Хоть на него и нажимали, к пояснениям Горн приступил лишь после обеда. Который, кстати сказать, откушал с удовольствием. И не побрезговал остатками, которые не доел Рейневан, последнее время чувствовавший себя неважно и теряющий аппетит.
— Его пресветлость епископ вроцлавский Конрад, — объяснил Горн, пальцем выбирая со дна миски последние крупинки, — ударил гуситскую Чехию. Совместно с господином Путой из Частоловиц напал на Наход и Трутнов.
— Крестовый поход?
— Нет. Грабительский рейд.
— Это, — усмехнулся Шарлей, — совершенно одно и то же.
— Ого, — фыркнул Горн. — Я собирался спросить, за что многоуважаемый господин сидит, но теперь уже не спрашиваю.
— И очень хорошо. Так что там с тем рейдом?
— Предлогом, если вообще нужен предлог, было якобы ограбление гуситами сборщика податей, совершенное, кажется, тринадцатого октября. Тогда прихватили круглым счетом полторы тысячи с гаком гривен.
— Сколько?
— Я же сказал: говорят, кажется… Никто в это не верит. Но в качестве предлога епископа устроило. Момент он выбрал удачный. Ударил, когда отсутствовали гуситские полевые войска из Градца-Кралове. Тамошний гетман, Ян Чапек из Сана, пошел в то время на Подейштетте, у лужицкой границы. Как отсюда следует, у епископа есть неплохие шпики.

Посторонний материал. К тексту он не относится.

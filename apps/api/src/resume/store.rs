//! Resume persistence boundary.
//!
//! Both operations are all-or-nothing: a save is a single upsert statement and a load
//! either returns a fully decoded resume or nothing.

use async_trait::async_trait;
use serde::{Deserialize, Serialize};
use serde_json::Value;
use sqlx::PgPool;
use tracing::{info, warn};
use uuid::Uuid;

use crate::errors::AppError;
use crate::models::resume::ResumeRow;
use crate::ordering::compute_active_order;
use crate::resume::data::ResumeData;
use crate::resume::sections::SectionId;

/// A resume as held by the persistence layer.
#[derive(Debug, Clone, PartialEq, Serialize, Deserialize)]
pub struct StoredResume {
    pub id: Uuid,
    pub user_id: Uuid,
    pub title: String,
    pub template_id: Option<String>,
    pub data: ResumeData,
    pub section_order: Vec<SectionId>,
}

impl StoredResume {
    /// Builds a stored resume from its row, decoding leniently and recomputing the
    /// section order against the decoded data.
    pub fn from_row(row: ResumeRow) -> Self {
        let data = ResumeData::from_value(&row.data);
        let previous = decode_order(row.section_order.as_ref());
        let section_order = compute_active_order(&data, &previous);
        StoredResume {
            id: row.id,
            user_id: row.user_id,
            title: row.title,
            template_id: row.template_id,
            data,
            section_order,
        }
    }
}

/// Persistence trait. Carried in `AppState` as `Arc<dyn ResumeStore>`.
///
/// Backend failures on either operation surface as `AppError::Storage`.
#[async_trait]
pub trait ResumeStore: Send + Sync {
    async fn load_resume(&self, id: Uuid) -> Result<Option<StoredResume>, AppError>;

    /// Inserts or replaces the resume. Fails with `NotFound` when the id belongs to a
    /// different user.
    async fn save_resume(&self, resume: &StoredResume) -> Result<(), AppError>;
}

pub struct PgResumeStore {
    pool: PgPool,
}

impl PgResumeStore {
    pub fn new(pool: PgPool) -> Self {
        Self { pool }
    }
}

#[async_trait]
impl ResumeStore for PgResumeStore {
    async fn load_resume(&self, id: Uuid) -> Result<Option<StoredResume>, AppError> {
        let row = sqlx::query_as::<_, ResumeRow>("SELECT * FROM resumes WHERE id = $1")
            .bind(id)
            .fetch_optional(&self.pool)
            .await
            .map_err(|e| AppError::Storage(format!("load of resume {id} failed: {e}")))?;
        Ok(row.map(StoredResume::from_row))
    }

    async fn save_resume(&self, resume: &StoredResume) -> Result<(), AppError> {
        let data = serde_json::to_value(&resume.data)
            .map_err(|e| AppError::Internal(anyhow::anyhow!("serialize resume data: {e}")))?;
        let order = serde_json::to_value(&resume.section_order)
            .map_err(|e| AppError::Internal(anyhow::anyhow!("serialize section order: {e}")))?;

        let result = sqlx::query(
            r#"
            INSERT INTO resumes (id, user_id, title, template_id, data, section_order)
            VALUES ($1, $2, $3, $4, $5, $6)
            ON CONFLICT (id) DO UPDATE
               SET title = EXCLUDED.title,
                   template_id = EXCLUDED.template_id,
                   data = EXCLUDED.data,
                   section_order = EXCLUDED.section_order,
                   updated_at = NOW()
             WHERE resumes.user_id = EXCLUDED.user_id
            "#,
        )
        .bind(resume.id)
        .bind(resume.user_id)
        .bind(&resume.title)
        .bind(&resume.template_id)
        .bind(&data)
        .bind(&order)
        .execute(&self.pool)
        .await
        .map_err(|e| AppError::Storage(format!("save of resume {} failed: {e}", resume.id)))?;

        if result.rows_affected() == 0 {
            return Err(AppError::NotFound(format!("Resume {} not found", resume.id)));
        }

        info!("Saved resume {} for user {}", resume.id, resume.user_id);
        Ok(())
    }
}

/// Loads a resume owned by `user_id`. Someone else's resume is reported as missing.
pub async fn load_owned(
    store: &dyn ResumeStore,
    id: Uuid,
    user_id: Uuid,
) -> Result<StoredResume, AppError> {
    match store.load_resume(id).await? {
        Some(resume) if resume.user_id == user_id => Ok(resume),
        _ => Err(AppError::NotFound(format!("Resume {id} not found"))),
    }
}

/// Reads a persisted order. Anything other than an array of strings is ignored.
pub fn decode_order(value: Option<&Value>) -> Vec<SectionId> {
    match value {
        None | Some(Value::Null) => Vec::new(),
        Some(Value::Array(items)) => items
            .iter()
            .filter_map(|v| v.as_str().map(SectionId::from))
            .collect(),
        Some(_) => {
            warn!("section_order is not a list, ignoring it");
            Vec::new()
        }
    }
}
use serde::{Deserialize, Serialize};

use crate::resume::data::ResumeData;
use crate::resume::sections::{is_section_active, SectionKey};

#[derive(Debug, Clone, Serialize, Deserialize, PartialEq)]
#[serde(rename_all = "snake_case")]
pub enum SectionStatus {
    Complete,
    Partial,
    Missing,
}

#[derive(Debug, Clone, Serialize, Deserialize)]
pub struct SectionHealth {
    pub section: SectionKey,
    pub score: f64,
    pub entry_count: usize,
    pub incomplete_entries: usize,
    pub status: SectionStatus,
    pub recommendations: Vec<String>,
}

#[derive(Debug, Clone, Serialize, Deserialize)]
pub struct CompletenessReport {
    pub overall_score: f64,
    pub sections: Vec<SectionHealth>,
    pub missing_sections: Vec<SectionKey>,
}

const SECTION_WEIGHTS: &[(SectionKey, f64)] = &[
    (SectionKey::PersonalInfo, 0.20),
    (SectionKey::Summary, 0.10),
    (SectionKey::Experiences, 0.30),
    (SectionKey::Education, 0.15),
    (SectionKey::Skills, 0.15),
    (SectionKey::Projects, 0.05),
    (SectionKey::Certifications, 0.03),
    (SectionKey::Languages, 0.02),
];

const CONTACT_FIELDS: &[&str] = &["name", "email", "phone"];

/// Scores how much of a typical resume has been filled in. Advisory only.
pub fn compute_completeness_report(data: &ResumeData) -> CompletenessReport {
    let mut sections = Vec::new();
    let mut weighted_score_sum = 0.0;
    let mut missing_sections = Vec::new();

    for &(key, weight) in SECTION_WEIGHTS {
        if !is_section_active(data, &key.into()) {
            missing_sections.push(key);
            sections.push(SectionHealth {
                section: key,
                score: 0.0,
                entry_count: 0,
                incomplete_entries: 0,
                status: SectionStatus::Missing,
                recommendations: vec![format!(
                    "Add your {} to strengthen your resume",
                    key.title().to_lowercase()
                )],
            });
            continue;
        }

        let filled = entry_fill(data, key);
        let entry_count = filled.len();
        let incomplete_entries = filled.iter().filter(|&&f| f < 1.0).count();
        let score = if entry_count == 0 {
            0.0
        } else {
            (filled.iter().sum::<f64>() / entry_count as f64).clamp(0.0, 1.0)
        };

        let status = if score >= 0.999 {
            SectionStatus::Complete
        } else {
            SectionStatus::Partial
        };

        let mut recommendations = Vec::new();
        if incomplete_entries > 0 {
            recommendations.push(match key {
                SectionKey::PersonalInfo => {
                    "Add your name, email and phone so recruiters can reach you".to_string()
                }
                SectionKey::Summary => {
                    "Expand your summary to at least two sentences".to_string()
                }
                _ => format!(
                    "{} {} entries are missing key details",
                    incomplete_entries,
                    key.title().to_lowercase()
                ),
            });
        }
        if key == SectionKey::Experiences && entry_count < 2 {
            recommendations.push("Add more experience entries to build a complete picture".to_string());
        }

        weighted_score_sum += score * weight;
        sections.push(SectionHealth {
            section: key,
            score,
            entry_count,
            incomplete_entries,
            status,
            recommendations,
        });
    }

    let total_weight: f64 = SECTION_WEIGHTS.iter().map(|(_, w)| w).sum();
    let overall_score = if total_weight > 0.0 {
        (weighted_score_sum / total_weight).clamp(0.0, 1.0)
    } else {
        0.0
    };

    CompletenessReport {
        overall_score,
        sections,
        missing_sections,
    }
}

/// Per-entry fill fraction (1.0 means every key field is present).
fn entry_fill(data: &ResumeData, key: SectionKey) -> Vec<f64> {
    fn frac(fields: &[Option<&str>]) -> f64 {
        let present = fields
            .iter()
            .filter(|f| f.is_some_and(|s| !s.trim().is_empty()))
            .count();
        present as f64 / fields.len() as f64
    }

    match key {
        SectionKey::PersonalInfo => {
            let fields: Vec<_> = CONTACT_FIELDS
                .iter()
                .map(|f| data.personal_info.get(f))
                .collect();
            vec![frac(&fields)]
        }
        SectionKey::Summary => {
            let sentences = data
                .summary
                .split_terminator(['.', '!', '?'])
                .filter(|s| !s.trim().is_empty())
                .count();
            vec![if sentences >= 2 { 1.0 } else { 0.5 }]
        }
        SectionKey::Experiences => data
            .experiences
            .iter()
            .map(|e| {
                frac(&[
                    e.position.as_deref(),
                    e.company.as_deref(),
                    e.start_date.as_deref(),
                    e.description.as_deref(),
                ])
            })
            .collect(),
        SectionKey::Education => data
            .education
            .iter()
            .map(|e| frac(&[e.institution.as_deref(), e.degree.as_deref(), e.end_date.as_deref()]))
            .collect(),
        SectionKey::Skills => data
            .skills
            .iter()
            .map(|s| frac(&[s.name.as_deref()]))
            .collect(),
        SectionKey::Projects => data
            .projects
            .iter()
            .map(|p| frac(&[p.name.as_deref(), p.description.as_deref()]))
            .collect(),
        SectionKey::Certifications => data
            .certifications
            .iter()
            .map(|c| frac(&[c.name.as_deref(), c.issuer.as_deref()]))
            .collect(),
        SectionKey::Languages => data
            .languages
            .iter()
            .map(|l| frac(&[l.language.as_deref(), l.proficiency.as_deref()]))
            .collect(),
        _ => Vec::new(),
    }
}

— Ага, наверно. — Шарлей даже не сморгнул. — Продолжайте, господин Горн. Не обращайте внимания на психов. Еще успеете наглядеться.
Урбан Горн оторвал взгляд от Нормального, азартно занимающегося онанизмом. И от одного из дебилов, сосредоточенно возводящего из собственных отходов маленький зиккурат.
— Даааа… На чем это я… Ага, епископ Конрад и господин Пута вошли в Чехию по тракту через Левин и Гомоле. Опустошили и ободрали районы Находа, Трутнова и Визмбурка, сожгли деревни. Не трогали детей, помещавшихся под животом у лошади. Некоторых.
— А потом?
— Потом…
Костер догорал, пламя уже не буйствовало и не трещало, лишь ползало еще по куче дерева. Дерево не сгорело полностью, во-первых, потому что день был пасмурный, во-вторых, потому, что взяли влажное, чтобы еретик не сгорел слишком быстро, а чтобы пошипел и соответствующим образом мог представить себе вкус наказания, ожидающего его в аду. Однако перестарались, не позаботились о сохранении золотой середины, умеренности и компромисса — избыток мокрого материала привел к тому, что деликвент[420] не сгорел, зато очень быстро задохся от дыма. Даже не успел как следует накричаться. И не спалился до конца — привязанный цепью к столбу труп сохранил в общих чертах человекообразный облик. Кровавое, недожаренное мясо во многих местах еще держалось на скелете, кожа свисала скрутившимися косами, а кое-где обнажившаяся кость была скорее красной, нежели черной. Голова испеклась поровнее, обуглившаяся кожа отвалилась от черепа. Белеющие же в раскрытом в предсмертном крике рту зубы придавали всему довольно жуткий вид.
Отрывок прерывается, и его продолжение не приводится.